According to a Mercator Institute for China Studies report on China’s 2021 agenda. “One thing is certain, China will continue to gain influence globally. Its ‘vaccine diplomacy’ will probably contribute to this: China supplying urgently needed Covid-19 vaccines – as it is currently doing in Indonesia – will shore up relations with developing countries.”

And, as if all that is not bad enough, all of our post-election mayhem last month has had a very negative impact on perceptions of the US by enemies and allies alike. A February 4 Washington Post article summarized how the Chinese propaganda machine quickly seized this opportunity. Within 24 hours of the January 6 Capital riot, videos began to appear on Chinese social media with headlines that referred to the US with such terms as “permanently damaged,” “a failed state,” and “the greatest threat to world peace.”

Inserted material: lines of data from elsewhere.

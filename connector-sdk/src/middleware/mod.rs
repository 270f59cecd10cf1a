//! Middlewares adding opt-in behaviour to a [`Destination`].
//!
//! A middleware wraps a destination into a new value that is itself a [`Destination`]. The
//! wrapper intercepts [`Destination::parameters`] to declare its own configuration keys and
//! [`Destination::configure`] to resolve them, then delegates to the wrapped destination. Any
//! number of middlewares can be stacked; the stacking order is the order of the
//! [`DestinationExt::with`] calls, the last one being the outermost.

mod batch;
mod rate_limit;

pub use batch::{
    BATCH_DELAY_KEY, BATCH_SIZE_KEY, BatchSettings, BatchedDestination, DestinationWithBatch,
};
pub use rate_limit::{
    DestinationWithRateLimit, RATE_BURST_KEY, RATE_PER_SECOND_KEY, RateLimitedDestination,
};

use crate::destination::Destination;

/// A decorator turning a [`Destination`] into another [`Destination`].
pub trait DestinationMiddleware {
    type Wrapped<D: Destination>: Destination;

    /// Wraps `destination`, taking exclusive ownership of it.
    fn wrap<D: Destination>(self, destination: D) -> Self::Wrapped<D>;
}

/// Extension methods available on every [`Destination`].
pub trait DestinationExt: Destination + Sized {
    /// Wraps `self` with `middleware`.
    fn with<M: DestinationMiddleware>(self, middleware: M) -> M::Wrapped<Self> {
        middleware.wrap(self)
    }
}

impl<D: Destination> DestinationExt for D {}

/// A destination wrapped with the default middlewares.
pub type DefaultMiddleware<D> = BatchedDestination<RateLimitedDestination<D>>;

/// Wraps `destination` with the rate limit middleware and then the batch middleware, both with
/// their default settings.
///
/// Batching is the outermost layer, so a batch counts as a single write against the rate limit.
pub fn with_default_middleware<D: Destination>(destination: D) -> DefaultMiddleware<D> {
    destination
        .with(DestinationWithRateLimit::default())
        .with(DestinationWithBatch::default())
}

Graphika, a company that uses artificial intelligence “to reveal and study online communities” issued a report which summarized Chinese social media use of Capitol riot videos, and concluded that the overall message was that “The United States, which has always promoted democracy and human rights, has become a country of riots, conflict and curfew.” The report went on to say that “The unifying theme that underlay such posts was that America is broken, and American democracy is not a model that any country should emulate, regardless of which party rules in Washington: the storming of the Capitol ‘tore the false mask of American democracy to pieces,’ as one video narration stated.”
Ouch.
The Global Times, an English newspaper published by the Chinese Communist Party, poured it on by tweeting “@SpeakerPelosi once referred to the Hong Kong riots as ‘a beautiful sight to behold’ — it remains yet to be seen whether she will say the same about the recent developments in Capitol Hill.”
In short, as the Washington Post article summed it up, all of 2020’s “bad news for America has been good news for [China]. Because the overall narrative they’ve been building is China’s rising and America’s falling.”
But before you start studying Mandarin, it is important to note that China has plenty of problems of its own. According to a recent Foreign Affairs article with the ominous sub-title “The Risk of War Is Greatest in the Next Decade,” “The Sino-American contest for supremacy won’t be settled anytime soon.”
The article goes on to note that “Since 2007, China’s annual economic growth rate has dropped by more than half, and productivity has declined by ten percent. Meanwhile, debt has ballooned eightfold and is on pace to total 335 percent of GDP by the end of 2020. China has little hope of reversing these trends, because it will lose 200 million working-age adults and gain 300 million senior citizens over the next 30 years.”
In short “America would present a formidable challenge to China if it were a united, strong, and self-confident country.” (Has China Won?, p 51)
Let me think. A truly United States of America? In which Republicans and Democrats met in the middle with a bi-partisan approach, and politicians put the good of the country above their personal ambitions? I sure would like to believe that’s in our future.
There is a historical precedent for this type of conflict: WW I, where the capitalism of autocratic Germany clashed with the liberal capitalism of England.